I became familiar with this song when I was a very young, around 6 or 7 years old, thanks to my mother who would play it on her piano and sing its words. Little did I expect that a few years later this song would give me some comfort and courage when she suddenly died. Now more than six decades later it gives comfort and courage once again, as I, along with the rest of humanity, find ourselves in the middle of a deadly pandemic. “Walk on, Walk on with hope in our heart” will give us a lift in these difficult times.

No justice, no peace

Years ago it was said that driving while Black was dangerous, but the cold blooded murder of Ahamaud Arbery by two white men in Georgia allows us to tweak that to jogging while Black is deadly. And yet no arrests have been made. The murders, no assassins, are still free, going about their lives as if nothing happened. Gloating, I’m sure, over their “trophy killing” in conversations with their close friends.

Can you imagine a similar response by law enforcement if two Black men murdered a innocent young white man jogging in a neighborhood on a bright sunny day? Once again, racism proves to be deadly, especially for young Black men.

 

 

 

 

 

A crock of …

A little alternative thinking: If Hillary were in the White House, the fight against the pandemic and the resulting economic crisis would be on a different footing, that is, science driven, nationally coordinated, unifying, and empathetic. And thus saving lives and protecting livelihoods. Long ago, I reached the conclusion that the concept of “the lesser evil” and its traveling companions, “never trust a liberal” and “vote your conscience” was a crock of sh-t. Nothing has changed to alter that conclusion.

It’s the election

Trump, in Arizona, said yesterday: “Will some people be affected badly? Yes. But we have to get our country open and we have to get it open soon.”

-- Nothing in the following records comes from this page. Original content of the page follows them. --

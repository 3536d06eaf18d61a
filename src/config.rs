// File: ./src/config.rs
// Handles configuration loading, saving, and defaults.
use crate::context::AppContext;
use crate::locale::{InvariantLocale, LocaleProvider, StaticLocale};
use crate::model::{DisplayMode, TimePattern};
use crate::storage::LocalStorage;
use anyhow::{Error, Result, anyhow};
use chrono::NaiveDate;
use log::LevelFilter;
use serde::{Deserialize, Serialize};
use std::str::FromStr;

fn default_min_date() -> NaiveDate {
    NaiveDate::from_ymd_opt(1900, 1, 1).unwrap_or(NaiveDate::MIN)
}

fn default_max_date() -> NaiveDate {
    NaiveDate::from_ymd_opt(2100, 12, 31).unwrap_or(NaiveDate::MAX)
}

fn default_time_format() -> TimePattern {
    TimePattern::default()
}

fn default_log_level() -> String {
    "info".to_string()
}

#[derive(Debug, Clone, PartialEq, Eq, Serialize, Deserialize)]
pub struct CalendarConfig {
    #[serde(default = "default_min_date")]
    pub min_date: NaiveDate,
    #[serde(default = "default_max_date")]
    pub max_date: NaiveDate,
    #[serde(default)]
    pub display_mode: DisplayMode,
}

impl Default for CalendarConfig {
    fn default() -> Self {
        Self {
            min_date: default_min_date(),
            max_date: default_max_date(),
            display_mode: DisplayMode::default(),
        }
    }
}

impl CalendarConfig {
    pub fn validate(&self) -> Result<()> {
        if self.min_date > self.max_date {
            return Err(anyhow!(
                "Invalid calendar bounds: min_date {} is after max_date {}",
                self.min_date,
                self.max_date
            ));
        }
        Ok(())
    }
}

#[derive(Debug, Clone, PartialEq, Eq, Serialize, Deserialize)]
pub struct TimePickerConfig {
    /// Checked against the token grammar while deserializing.
    #[serde(default = "default_time_format")]
    pub format: TimePattern,
}

impl Default for TimePickerConfig {
    fn default() -> Self {
        Self {
            format: default_time_format(),
        }
    }
}

#[derive(Debug, Clone, PartialEq, Eq, Serialize, Deserialize)]
pub struct Config {
    #[serde(default = "default_log_level")]
    pub log_level: String,
    #[serde(default)]
    pub calendar: CalendarConfig,
    #[serde(default)]
    pub time_picker: TimePickerConfig,
    #[serde(default, skip_serializing_if = "Option::is_none")]
    pub locale: Option<StaticLocale>,
}

impl Default for Config {
    fn default() -> Self {
        Self {
            // Match the serde defaults
            log_level: default_log_level(),
            calendar: CalendarConfig::default(),
            time_picker: TimePickerConfig::default(),
            locale: None,
        }
    }
}

impl Config {
    /// Load the configuration from disk using an explicit context.
    /// Returns a contextualized error if reading, parsing or validation fails.
    pub fn load(ctx: &dyn AppContext) -> Result<Self> {
        let path = ctx.get_config_file_path()?;

        if !path.exists() {
            return Err(anyhow!("Config file not found"));
        }

        let contents = LocalStorage::read_locked(&path).map_err(|e| {
            anyhow!("Failed to read config file '{}': {}", path.display(), e)
        })?;

        let config = Self::from_toml_str(&contents)
            .map_err(|e| anyhow!("Failed to parse config file '{}': {}", path.display(), e))?;
        log::debug!("Loaded config from {}", path.display());
        Ok(config)
    }

    /// Parses and validates a TOML document. Missing keys take their defaults.
    pub fn from_toml_str(contents: &str) -> Result<Self> {
        let config: Config = toml::from_str(contents)?;
        config.validate()?;
        Ok(config)
    }

    pub fn validate(&self) -> Result<()> {
        self.calendar.validate()?;
        self.log_level_filter()?;
        Ok(())
    }

    pub fn log_level_filter(&self) -> Result<LevelFilter> {
        LevelFilter::from_str(&self.log_level)
            .map_err(|_| anyhow!("Invalid log_level '{}'", self.log_level))
    }

    /// The configured `[locale]` tables, or English names when absent.
    pub fn locale_provider(&self) -> Box<dyn LocaleProvider> {
        match &self.locale {
            Some(locale) => Box::new(locale.clone()),
            None => Box::new(InvariantLocale),
        }
    }

    /// Detects a missing config file, either by our own message or by an IO
    /// NotFound anywhere in the error chain.
    pub fn is_missing_config_error(err: &Error) -> bool {
        if err.to_string().contains("Config file not found") {
            return true;
        }

        err.chain().any(|cause| {
            cause
                .downcast_ref::<std::io::Error>()
                .is_some_and(|io_err| io_err.kind() == std::io::ErrorKind::NotFound)
        })
    }

    /// Save configuration using an explicit context.
    pub fn save(&self, ctx: &dyn AppContext) -> Result<()> {
        self.validate()?;
        let path = ctx.get_config_file_path()?;
        LocalStorage::with_lock(&path, || {
            let toml_str = toml::to_string_pretty(self)?;
            LocalStorage::atomic_write(&path, toml_str)?;
            Ok(())
        })?;
        log::debug!("Saved config to {}", path.display());
        Ok(())
    }

    /// Get the path string using an explicit context.
    pub fn get_path_string(ctx: &dyn AppContext) -> Result<String> {
        let path = ctx.get_config_file_path()?;
        Ok(path.to_string_lossy().to_string())
    }
}
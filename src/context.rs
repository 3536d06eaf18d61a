// File: ./src/context.rs
/*! Filesystem context for configuration and log files.

- `StandardContext`: Uses `directories::ProjectDirs`, or an override root
  (handy for `--root` on the command line).
- `TestContext`: A unique temporary directory, removed on drop.

Anything that touches the filesystem takes a `&dyn AppContext`; there is no
global path state.
*/

use anyhow::{Context, Result};
use directories::ProjectDirs;
use std::path::PathBuf;

pub trait AppContext: Send + Sync + std::fmt::Debug {
    fn get_data_dir(&self) -> Result<PathBuf>;
    fn get_config_dir(&self) -> Result<PathBuf>;

    fn get_config_file_path(&self) -> Result<PathBuf> {
        Ok(self.get_config_dir()?.join("config.toml"))
    }

    fn get_log_path(&self) -> Option<PathBuf> {
        self.get_data_dir().ok().map(|p| p.join("chronopick.log"))
    }
}

// --- Production Implementation ---

#[derive(Clone, Debug)]
pub struct StandardContext {
    override_root: Option<PathBuf>,
}

impl StandardContext {
    /// With `Some(root)`, directories live under `root/data` and `root/config`.
    pub fn new(override_root: Option<PathBuf>) -> Self {
        Self { override_root }
    }

    fn ensure_exists(path: PathBuf) -> Result<PathBuf> {
        if !path.exists() {
            std::fs::create_dir_all(&path)
                .with_context(|| format!("Failed to create directory: {:?}", path))?;
        }
        Ok(path)
    }

    fn get_proj_dirs() -> Result<ProjectDirs> {
        ProjectDirs::from("com", "chronopick", "chronopick")
            .ok_or_else(|| anyhow::anyhow!("No home directory"))
    }
}

impl AppContext for StandardContext {
    fn get_data_dir(&self) -> Result<PathBuf> {
        if let Some(root) = &self.override_root {
            return Self::ensure_exists(root.join("data"));
        }
        Self::ensure_exists(Self::get_proj_dirs()?.data_dir().to_path_buf())
    }

    fn get_config_dir(&self) -> Result<PathBuf> {
        if let Some(root) = &self.override_root {
            return Self::ensure_exists(root.join("config"));
        }
        Self::ensure_exists(Self::get_proj_dirs()?.config_dir().to_path_buf())
    }
}

// --- Test Implementation ---

#[derive(Clone, Debug)]
pub struct TestContext {
    pub root: PathBuf,
}

impl TestContext {
    /// Creates the temporary root immediately; it is removed on drop.
    pub fn new() -> Self {
        let uuid = uuid::Uuid::new_v4();
        let root = std::env::temp_dir().join(format!("chronopick_test_{}", uuid));
        std::fs::create_dir_all(&root).expect("failed to create TestContext temp dir");
        Self { root }
    }
}

impl Default for TestContext {
    fn default() -> Self {
        Self::new()
    }
}

impl AppContext for TestContext {
    fn get_data_dir(&self) -> Result<PathBuf> {
        let p = self.root.join("data");
        std::fs::create_dir_all(&p)?;
        Ok(p)
    }

    fn get_config_dir(&self) -> Result<PathBuf> {
        let p = self.root.join("config");
        std::fs::create_dir_all(&p)?;
        Ok(p)
    }
}

impl Drop for TestContext {
    fn drop(&mut self) {
        let _ = std::fs::remove_dir_all(&self.root);
    }
}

What drives this push to reopen in face of a pandemic that is still raging? In a few words, it’s Trump’s reelection hopes. He’s falling in the polls and his calculus is that a locked down economy for any extended time will seal his reelection fate in November. And if the only way to change that outcome is to prematurely restart and gin up the economy — profits, consumer spending, and, not least, employment — even if it means over the bodies of many more covid-19 victims, he is more than willing to pay that price. In fact, for Trump, it’s a No Brainer, not something that he would lose a wink of sleep over.

The other explanation for his actions, I have seen, is that Trump is simply acting at the behest of the captains of industry and finance who, seeing their profits drop (or surplus value dry up in the language of marxism) are in his ear, insisting that he jump start the economy and, as a consequence, allow them to resume their profit taking.

I’m sure that his favorite corporate executives are in his ear, That’s what they do. And I’m also sure he doesn’t dismiss what they have to say. After all, he’s a capitalist too, and they’re his friends.

But it’s not their voices that matter most to him for now. It’s the voices of his pollsters. And they are telling him that his reelection chances are tanking. In reaction to this gloomy news, Trump has decided that he has to immediately open up the economy and bring down exploding unemployment numbers if he is to win a second term in the November elections. The price of this decision will spike the number of lives lost to the pandemic. It could also set back a sustainable rebound of an imploding economy. But that’s a price that Trump is more than willing to pay.

In short, it’s politics in the first place, not profit making, not unfreezing the flow of surplus value that concentrates Trump’s mind and determines his decisions.